Record set:
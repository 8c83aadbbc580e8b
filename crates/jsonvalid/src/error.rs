//! Error types.
//!
//! Two kinds of failures exist: [`SchemaError`] is raised while compiling a schema and no
//! validator is produced, [`Violation`]s are collected while validating an instance and are
//! returned together as [`ValidationErrors`].
use std::{error, fmt, slice, vec};

use serde::{ser::SerializeMap, Serialize, Serializer};
use serde_json::Value;

use crate::paths::Location;

/// An error that prevents a schema from being compiled.
#[derive(Debug, Clone, PartialEq, Eq)]
pub struct SchemaError {
    location: Location,
    kind: SchemaErrorKind,
}

/// Kinds of schema compilation errors.
#[derive(Debug, Clone, PartialEq, Eq)]
pub enum SchemaErrorKind {
    /// A keyword that is neither built in nor registered as a custom keyword.
    UnknownKeyword(String),
    /// A `type` value outside of the supported kinds.
    UnknownType(String),
    /// A `format` name with no registered checker.
    UnrecognizedFormat(String),
    /// A pattern that could not be compiled.
    InvalidRegex { pattern: String, message: String },
    /// A keyword holds a value of an unexpected shape.
    InvalidKeywordValue {
        keyword: &'static str,
        expected: &'static str,
    },
    /// A subschema position holds something other than an object or a boolean.
    InvalidSchema,
    /// Raised by a custom keyword factory.
    Custom(String),
}

impl SchemaError {
    /// JSON Pointer to the offending part of the schema.
    #[must_use]
    pub fn location(&self) -> &Location {
        &self.location
    }

    #[must_use]
    pub fn kind(&self) -> &SchemaErrorKind {
        &self.kind
    }

    pub(crate) fn unknown_keyword(location: Location, keyword: &str) -> SchemaError {
        SchemaError {
            location,
            kind: SchemaErrorKind::UnknownKeyword(keyword.to_string()),
        }
    }

    pub(crate) fn unknown_type(location: Location, name: &str) -> SchemaError {
        SchemaError {
            location,
            kind: SchemaErrorKind::UnknownType(name.to_string()),
        }
    }

    pub(crate) fn unrecognized_format(location: Location, name: &str) -> SchemaError {
        SchemaError {
            location,
            kind: SchemaErrorKind::UnrecognizedFormat(name.to_string()),
        }
    }

    pub(crate) fn invalid_regex(
        location: Location,
        pattern: &str,
        error: &fancy_regex::Error,
    ) -> SchemaError {
        SchemaError {
            location,
            kind: SchemaErrorKind::InvalidRegex {
                pattern: pattern.to_string(),
                message: error.to_string(),
            },
        }
    }

    pub(crate) fn invalid_keyword_value(
        location: Location,
        keyword: &'static str,
        expected: &'static str,
    ) -> SchemaError {
        SchemaError {
            location,
            kind: SchemaErrorKind::InvalidKeywordValue { keyword, expected },
        }
    }

    pub(crate) fn invalid_schema(location: Location) -> SchemaError {
        SchemaError {
            location,
            kind: SchemaErrorKind::InvalidSchema,
        }
    }

    /// Create an error for a custom keyword that rejected its own value.
    pub fn custom(location: Location, message: impl Into<String>) -> SchemaError {
        SchemaError {
            location,
            kind: SchemaErrorKind::Custom(message.into()),
        }
    }
}

impl error::Error for SchemaError {}

impl fmt::Display for SchemaError {
    fn fmt(&self, f: &mut fmt::Formatter<'_>) -> fmt::Result {
        match &self.kind {
            SchemaErrorKind::UnknownKeyword(keyword) => {
                write!(f, "Keyword not supported: {keyword}")
            }
            SchemaErrorKind::UnknownType(name) => write!(f, "Unknown type: {name}"),
            SchemaErrorKind::UnrecognizedFormat(name) => {
                write!(f, "Unrecognized format used: {name}")
            }
            SchemaErrorKind::InvalidRegex { pattern, message } => {
                write!(f, "{pattern:?} is not a valid regular expression: {message}")
            }
            SchemaErrorKind::InvalidKeywordValue { keyword, expected } => {
                write!(f, "\"{keyword}\" must be {expected}")
            }
            SchemaErrorKind::InvalidSchema => {
                f.write_str("Schema must be an object or a boolean")
            }
            SchemaErrorKind::Custom(message) => f.write_str(message),
        }?;
        if !self.location.as_str().is_empty() {
            write!(f, " (at {})", self.location)?;
        }
        Ok(())
    }
}

/// The reason an instance failed a check.
#[derive(Debug, Clone, PartialEq, Eq)]
pub enum ViolationKind {
    Required,
    Type,
    AdditionalItems,
    Format(String),
    UniqueItems,
    Enum,
    Dependencies,
    AdditionalProperties,
    Reference,
    Not,
    Pattern,
    AnyOf,
    OneOf,
    MultipleOf,
    MaxProperties,
    MinProperties,
    MaxItems,
    MinItems,
    MaxLength,
    MinLength,
    Minimum,
    Maximum,
    /// Reported by a custom keyword.
    Custom(String),
}

impl ViolationKind {
    /// Human-readable message, e.g. `is required`.
    #[must_use]
    pub fn message(&self) -> String {
        self.to_string()
    }
}

impl fmt::Display for ViolationKind {
    fn fmt(&self, f: &mut fmt::Formatter<'_>) -> fmt::Result {
        let message: &str = match self {
            ViolationKind::Required => "is required",
            ViolationKind::Type => "is the wrong type",
            ViolationKind::AdditionalItems => "has additional items",
            ViolationKind::Format(name) => return write!(f, "must be {name} format"),
            ViolationKind::UniqueItems => "must be unique",
            ViolationKind::Enum => "must be an enum value",
            ViolationKind::Dependencies => "dependencies not set",
            ViolationKind::AdditionalProperties => "has additional properties",
            ViolationKind::Reference => "referenced schema does not match",
            ViolationKind::Not => "negative schema matches",
            ViolationKind::Pattern => "pattern mismatch",
            ViolationKind::AnyOf => "no schemas match",
            ViolationKind::OneOf => "no (or more than one) schemas match",
            ViolationKind::MultipleOf => "has a remainder",
            ViolationKind::MaxProperties => "has more properties than allowed",
            ViolationKind::MinProperties => "has less properties than allowed",
            ViolationKind::MaxItems => "has more items than allowed",
            ViolationKind::MinItems => "has less items than allowed",
            ViolationKind::MaxLength => "has longer length than allowed",
            ViolationKind::MinLength => "has less length than allowed",
            ViolationKind::Minimum => "is less than minimum",
            ViolationKind::Maximum => "is more than maximum",
            ViolationKind::Custom(message) => message.as_str(),
        };
        f.write_str(message)
    }
}

/// A single failed check.
///
/// `value`, `expected_type` and `schema_path` are only filled in verbose mode.
#[derive(Debug, Clone, PartialEq)]
pub struct Violation {
    /// Path to the offending field, e.g. `data.items[0]`.
    pub field: String,
    pub kind: ViolationKind,
    /// The offending value. For additional properties this is the path of the rejected key.
    pub value: Option<Value>,
    /// The `type` declared by the schema node that produced the violation.
    pub expected_type: Option<Value>,
    /// JSON Pointer to the keyword that produced the violation.
    pub schema_path: Option<Location>,
}

impl Violation {
    #[must_use]
    pub fn message(&self) -> String {
        self.kind.message()
    }
}

impl fmt::Display for Violation {
    fn fmt(&self, f: &mut fmt::Formatter<'_>) -> fmt::Result {
        write!(f, "{} {}", self.field, self.kind)
    }
}

impl Serialize for Violation {
    fn serialize<S: Serializer>(&self, serializer: S) -> Result<S::Ok, S::Error> {
        let mut map = serializer.serialize_map(None)?;
        map.serialize_entry("field", &self.field)?;
        map.serialize_entry("message", &self.kind.message())?;
        if let Some(value) = &self.value {
            map.serialize_entry("value", value)?;
        }
        if let Some(expected_type) = &self.expected_type {
            map.serialize_entry("type", expected_type)?;
        }
        if let Some(schema_path) = &self.schema_path {
            map.serialize_entry("schemaPath", schema_path.as_str())?;
        }
        map.end()
    }
}

/// All violations found in one validation run, in the order the checks ran.
#[derive(Debug, Clone, PartialEq)]
pub struct ValidationErrors(Vec<Violation>);

impl ValidationErrors {
    pub(crate) fn new(violations: Vec<Violation>) -> Self {
        ValidationErrors(violations)
    }

    pub fn iter(&self) -> slice::Iter<'_, Violation> {
        self.0.iter()
    }

    #[must_use]
    pub fn len(&self) -> usize {
        self.0.len()
    }

    #[must_use]
    pub fn is_empty(&self) -> bool {
        self.0.is_empty()
    }

    #[must_use]
    pub fn into_vec(self) -> Vec<Violation> {
        self.0
    }
}

impl std::ops::Index<usize> for ValidationErrors {
    type Output = Violation;

    fn index(&self, index: usize) -> &Self::Output {
        &self.0[index]
    }
}

impl IntoIterator for ValidationErrors {
    type Item = Violation;
    type IntoIter = vec::IntoIter<Violation>;

    fn into_iter(self) -> Self::IntoIter {
        self.0.into_iter()
    }
}

impl<'a> IntoIterator for &'a ValidationErrors {
    type Item = &'a Violation;
    type IntoIter = slice::Iter<'a, Violation>;

    fn into_iter(self) -> Self::IntoIter {
        self.0.iter()
    }
}

impl Serialize for ValidationErrors {
    fn serialize<S: Serializer>(&self, serializer: S) -> Result<S::Ok, S::Error> {
        self.0.serialize(serializer)
    }
}

impl error::Error for ValidationErrors {}

impl fmt::Display for ValidationErrors {
    fn fmt(&self, f: &mut fmt::Formatter<'_>) -> fmt::Result {
        for (idx, violation) in self.0.iter().enumerate() {
            if idx > 0 {
                f.write_str("\n")?;
            }
            write!(f, "{violation}")?;
        }
        Ok(())
    }
}

#[cfg(test)]
mod tests {
    use super::{SchemaError, ValidationErrors, Violation, ViolationKind};
    use crate::paths::Location;
    use serde_json::json;
    use test_case::test_case;

    fn violation(field: &str, kind: ViolationKind) -> Violation {
        Violation {
            field: field.to_string(),
            kind,
            value: None,
            expected_type: None,
            schema_path: None,
        }
    }

    #[test_case(ViolationKind::Required, "is required")]
    #[test_case(ViolationKind::Format("email".into()), "must be email format")]
    #[test_case(ViolationKind::OneOf, "no (or more than one) schemas match")]
    #[test_case(ViolationKind::Custom("is odd".into()), "is odd")]
    fn messages(kind: ViolationKind, expected: &str) {
        assert_eq!(kind.message(), expected);
    }

    #[test]
    fn summary() {
        let errors = ValidationErrors::new(vec![
            violation("data.x", ViolationKind::Required),
            violation("data.y", ViolationKind::Type),
        ]);
        assert_eq!(
            errors.to_string(),
            "data.x is required\ndata.y is the wrong type"
        );
    }

    #[test]
    fn serialize_plain() {
        let value = serde_json::to_value(violation("data", ViolationKind::Enum)).expect("serializes");
        assert_eq!(value, json!({"field": "data", "message": "must be an enum value"}));
    }

    #[test]
    fn serialize_verbose() {
        let mut violation = violation("data.hello", ViolationKind::Type);
        violation.value = Some(json!(100));
        violation.expected_type = Some(json!("string"));
        violation.schema_path = Some(Location::new().join("properties").join("hello").join("type"));
        let value = serde_json::to_value(violation).expect("serializes");
        assert_eq!(
            value,
            json!({
                "field": "data.hello",
                "message": "is the wrong type",
                "value": 100,
                "type": "string",
                "schemaPath": "/properties/hello/type"
            })
        );
    }

    #[test]
    fn schema_error_display() {
        let error = SchemaError::unknown_keyword(Location::new().join("foo"), "foo");
        assert_eq!(error.to_string(), "Keyword not supported: foo (at /foo)");
    }
}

What you should do:
Go through the listing, find each line with the word "boolean", and copy it.

Task result:
    /// A subschema position holds something other than an object or a boolean.
                f.write_str("Schema must be an object or a boolean")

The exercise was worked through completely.